[Items from a dataset]
§

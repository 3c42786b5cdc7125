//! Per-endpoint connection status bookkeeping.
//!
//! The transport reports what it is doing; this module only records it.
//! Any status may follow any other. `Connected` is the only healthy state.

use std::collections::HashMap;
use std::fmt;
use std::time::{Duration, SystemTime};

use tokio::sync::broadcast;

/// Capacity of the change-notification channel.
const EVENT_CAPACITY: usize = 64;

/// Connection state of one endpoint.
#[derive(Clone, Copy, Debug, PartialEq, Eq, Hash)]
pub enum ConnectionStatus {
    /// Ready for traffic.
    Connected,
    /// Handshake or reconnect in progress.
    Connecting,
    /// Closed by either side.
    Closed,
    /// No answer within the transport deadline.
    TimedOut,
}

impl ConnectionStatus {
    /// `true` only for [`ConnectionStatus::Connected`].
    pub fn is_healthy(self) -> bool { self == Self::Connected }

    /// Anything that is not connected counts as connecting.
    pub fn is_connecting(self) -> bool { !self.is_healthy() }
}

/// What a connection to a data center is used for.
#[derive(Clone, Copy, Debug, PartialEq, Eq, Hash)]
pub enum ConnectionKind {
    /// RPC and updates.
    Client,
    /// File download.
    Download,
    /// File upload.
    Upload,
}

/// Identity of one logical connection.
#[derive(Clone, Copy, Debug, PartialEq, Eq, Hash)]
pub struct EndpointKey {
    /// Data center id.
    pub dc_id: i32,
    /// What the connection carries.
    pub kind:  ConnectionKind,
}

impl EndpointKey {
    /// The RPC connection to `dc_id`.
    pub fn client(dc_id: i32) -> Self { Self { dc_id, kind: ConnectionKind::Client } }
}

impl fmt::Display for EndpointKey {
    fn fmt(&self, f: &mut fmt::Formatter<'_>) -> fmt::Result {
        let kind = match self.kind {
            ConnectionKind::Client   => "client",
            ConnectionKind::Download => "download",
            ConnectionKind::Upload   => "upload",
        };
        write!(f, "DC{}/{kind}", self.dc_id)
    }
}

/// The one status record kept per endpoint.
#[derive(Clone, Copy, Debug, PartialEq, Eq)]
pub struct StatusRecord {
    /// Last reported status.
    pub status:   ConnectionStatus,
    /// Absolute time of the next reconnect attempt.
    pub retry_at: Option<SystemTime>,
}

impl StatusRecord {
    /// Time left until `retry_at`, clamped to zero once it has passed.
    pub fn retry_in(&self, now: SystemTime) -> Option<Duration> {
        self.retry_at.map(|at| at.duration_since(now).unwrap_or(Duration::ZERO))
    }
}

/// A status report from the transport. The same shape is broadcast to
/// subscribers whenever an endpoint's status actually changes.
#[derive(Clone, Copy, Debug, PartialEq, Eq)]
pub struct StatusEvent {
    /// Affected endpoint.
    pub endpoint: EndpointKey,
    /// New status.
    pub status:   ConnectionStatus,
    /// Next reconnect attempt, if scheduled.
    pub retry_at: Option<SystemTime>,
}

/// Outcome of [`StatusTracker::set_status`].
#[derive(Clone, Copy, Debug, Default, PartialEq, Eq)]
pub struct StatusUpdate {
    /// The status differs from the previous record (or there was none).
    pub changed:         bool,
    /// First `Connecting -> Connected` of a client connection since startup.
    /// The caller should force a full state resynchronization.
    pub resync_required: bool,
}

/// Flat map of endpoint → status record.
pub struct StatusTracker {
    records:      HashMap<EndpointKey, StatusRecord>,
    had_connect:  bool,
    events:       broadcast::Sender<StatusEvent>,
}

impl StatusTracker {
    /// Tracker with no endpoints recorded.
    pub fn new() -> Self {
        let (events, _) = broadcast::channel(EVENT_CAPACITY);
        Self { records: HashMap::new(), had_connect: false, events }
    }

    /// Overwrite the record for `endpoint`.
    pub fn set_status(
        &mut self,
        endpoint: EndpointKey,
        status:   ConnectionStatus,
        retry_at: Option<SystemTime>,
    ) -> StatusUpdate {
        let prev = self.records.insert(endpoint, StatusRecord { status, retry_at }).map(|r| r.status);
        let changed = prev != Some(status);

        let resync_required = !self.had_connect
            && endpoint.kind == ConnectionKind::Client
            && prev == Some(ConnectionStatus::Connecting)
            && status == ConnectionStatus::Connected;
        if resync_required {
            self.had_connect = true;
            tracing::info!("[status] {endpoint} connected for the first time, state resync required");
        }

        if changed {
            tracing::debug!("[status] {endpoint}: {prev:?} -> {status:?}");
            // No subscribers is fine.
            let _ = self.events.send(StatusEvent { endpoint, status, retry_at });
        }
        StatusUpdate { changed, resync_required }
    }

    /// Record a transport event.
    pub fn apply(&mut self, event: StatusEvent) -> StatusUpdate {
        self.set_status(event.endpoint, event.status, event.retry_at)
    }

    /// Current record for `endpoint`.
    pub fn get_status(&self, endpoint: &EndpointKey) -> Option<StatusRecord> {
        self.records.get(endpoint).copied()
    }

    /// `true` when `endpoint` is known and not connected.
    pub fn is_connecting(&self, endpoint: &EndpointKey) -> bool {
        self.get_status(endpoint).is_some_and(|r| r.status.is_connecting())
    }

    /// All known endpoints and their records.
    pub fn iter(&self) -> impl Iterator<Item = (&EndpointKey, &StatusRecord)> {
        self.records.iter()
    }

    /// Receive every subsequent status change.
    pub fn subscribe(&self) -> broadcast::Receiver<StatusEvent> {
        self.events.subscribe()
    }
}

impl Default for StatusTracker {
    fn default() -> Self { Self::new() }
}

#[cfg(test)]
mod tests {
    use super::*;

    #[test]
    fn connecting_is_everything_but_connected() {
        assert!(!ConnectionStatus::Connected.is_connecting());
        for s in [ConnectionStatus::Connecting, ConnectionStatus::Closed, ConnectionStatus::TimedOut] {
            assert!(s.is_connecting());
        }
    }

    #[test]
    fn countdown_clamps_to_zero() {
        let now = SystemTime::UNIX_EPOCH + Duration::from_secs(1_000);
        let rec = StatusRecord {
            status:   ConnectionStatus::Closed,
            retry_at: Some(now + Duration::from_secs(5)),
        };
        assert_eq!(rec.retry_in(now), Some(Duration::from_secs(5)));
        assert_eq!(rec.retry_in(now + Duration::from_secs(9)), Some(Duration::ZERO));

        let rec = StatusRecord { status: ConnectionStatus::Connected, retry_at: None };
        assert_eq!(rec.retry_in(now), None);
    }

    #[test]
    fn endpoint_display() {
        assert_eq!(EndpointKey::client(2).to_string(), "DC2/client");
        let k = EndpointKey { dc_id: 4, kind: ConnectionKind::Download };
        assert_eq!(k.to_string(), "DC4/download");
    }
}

§

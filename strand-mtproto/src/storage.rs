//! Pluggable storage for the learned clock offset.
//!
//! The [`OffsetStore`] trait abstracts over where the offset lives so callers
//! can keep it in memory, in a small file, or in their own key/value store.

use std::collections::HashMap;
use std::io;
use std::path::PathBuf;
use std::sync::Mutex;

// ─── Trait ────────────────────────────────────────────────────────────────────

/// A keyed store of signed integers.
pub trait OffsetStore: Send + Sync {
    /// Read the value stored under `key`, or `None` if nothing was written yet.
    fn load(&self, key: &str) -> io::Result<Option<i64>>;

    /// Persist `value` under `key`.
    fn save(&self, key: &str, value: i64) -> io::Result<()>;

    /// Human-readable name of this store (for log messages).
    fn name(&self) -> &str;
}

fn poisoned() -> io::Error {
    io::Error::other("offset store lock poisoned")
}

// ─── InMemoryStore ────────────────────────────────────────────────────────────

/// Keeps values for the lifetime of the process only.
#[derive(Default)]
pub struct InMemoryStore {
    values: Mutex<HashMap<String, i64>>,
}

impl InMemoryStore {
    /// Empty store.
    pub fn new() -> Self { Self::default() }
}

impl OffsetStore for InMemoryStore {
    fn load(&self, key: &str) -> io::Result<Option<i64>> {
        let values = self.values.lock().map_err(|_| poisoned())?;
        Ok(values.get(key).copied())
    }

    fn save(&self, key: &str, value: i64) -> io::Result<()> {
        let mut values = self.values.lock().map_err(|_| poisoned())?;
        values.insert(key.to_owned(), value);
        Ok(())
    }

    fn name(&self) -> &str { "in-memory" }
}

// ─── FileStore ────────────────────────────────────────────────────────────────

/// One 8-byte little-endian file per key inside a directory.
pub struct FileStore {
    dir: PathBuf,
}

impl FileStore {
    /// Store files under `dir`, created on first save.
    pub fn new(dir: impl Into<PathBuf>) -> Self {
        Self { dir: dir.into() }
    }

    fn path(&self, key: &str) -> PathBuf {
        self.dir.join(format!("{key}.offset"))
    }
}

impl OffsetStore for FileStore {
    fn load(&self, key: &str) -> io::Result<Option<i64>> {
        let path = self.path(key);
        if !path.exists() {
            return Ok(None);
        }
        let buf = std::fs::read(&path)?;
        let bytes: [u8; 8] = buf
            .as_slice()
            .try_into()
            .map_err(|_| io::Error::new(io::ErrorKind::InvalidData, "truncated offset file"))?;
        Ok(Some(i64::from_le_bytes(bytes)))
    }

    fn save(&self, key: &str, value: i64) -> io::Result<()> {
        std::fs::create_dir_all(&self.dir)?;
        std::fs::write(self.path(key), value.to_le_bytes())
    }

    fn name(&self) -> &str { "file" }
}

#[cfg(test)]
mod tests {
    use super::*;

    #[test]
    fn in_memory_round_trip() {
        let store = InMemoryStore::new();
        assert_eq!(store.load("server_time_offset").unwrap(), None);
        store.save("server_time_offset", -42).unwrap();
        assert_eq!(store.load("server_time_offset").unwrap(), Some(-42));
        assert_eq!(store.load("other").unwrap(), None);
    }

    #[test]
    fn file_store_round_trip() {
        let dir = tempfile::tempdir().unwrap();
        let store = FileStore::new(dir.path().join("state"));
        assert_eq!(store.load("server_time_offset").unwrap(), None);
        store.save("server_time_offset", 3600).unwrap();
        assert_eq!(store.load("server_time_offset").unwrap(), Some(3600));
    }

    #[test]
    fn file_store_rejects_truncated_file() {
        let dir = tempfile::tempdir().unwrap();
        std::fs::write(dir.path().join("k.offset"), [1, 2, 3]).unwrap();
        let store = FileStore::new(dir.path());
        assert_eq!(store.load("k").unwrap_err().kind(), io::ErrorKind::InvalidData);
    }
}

§

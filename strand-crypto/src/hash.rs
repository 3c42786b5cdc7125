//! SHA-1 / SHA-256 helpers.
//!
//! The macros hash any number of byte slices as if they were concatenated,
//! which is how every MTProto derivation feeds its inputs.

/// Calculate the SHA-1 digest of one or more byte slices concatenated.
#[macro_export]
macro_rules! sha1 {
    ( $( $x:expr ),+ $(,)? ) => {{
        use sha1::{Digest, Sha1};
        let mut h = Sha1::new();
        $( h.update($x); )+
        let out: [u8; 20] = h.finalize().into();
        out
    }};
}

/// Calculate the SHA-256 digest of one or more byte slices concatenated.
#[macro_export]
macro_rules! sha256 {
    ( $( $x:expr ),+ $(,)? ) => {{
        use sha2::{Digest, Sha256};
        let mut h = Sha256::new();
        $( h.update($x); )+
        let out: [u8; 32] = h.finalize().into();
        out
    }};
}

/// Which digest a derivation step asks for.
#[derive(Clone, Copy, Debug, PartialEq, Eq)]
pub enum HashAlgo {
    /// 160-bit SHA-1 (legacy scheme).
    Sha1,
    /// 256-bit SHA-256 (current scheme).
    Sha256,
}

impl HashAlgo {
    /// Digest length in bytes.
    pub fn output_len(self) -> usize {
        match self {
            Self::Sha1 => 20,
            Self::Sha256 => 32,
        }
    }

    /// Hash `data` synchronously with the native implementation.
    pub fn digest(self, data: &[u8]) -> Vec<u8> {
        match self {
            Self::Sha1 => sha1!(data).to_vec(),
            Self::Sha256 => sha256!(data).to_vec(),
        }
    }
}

§

**Aim of the task**
Find every line above that contains the word "StatusUpdate", and return each one.

**Response for this exercise**
pub struct StatusUpdate {
    ) -> StatusUpdate {
        StatusUpdate { changed, resync_required }
    pub fn apply(&mut self, event: StatusEvent) -> StatusUpdate {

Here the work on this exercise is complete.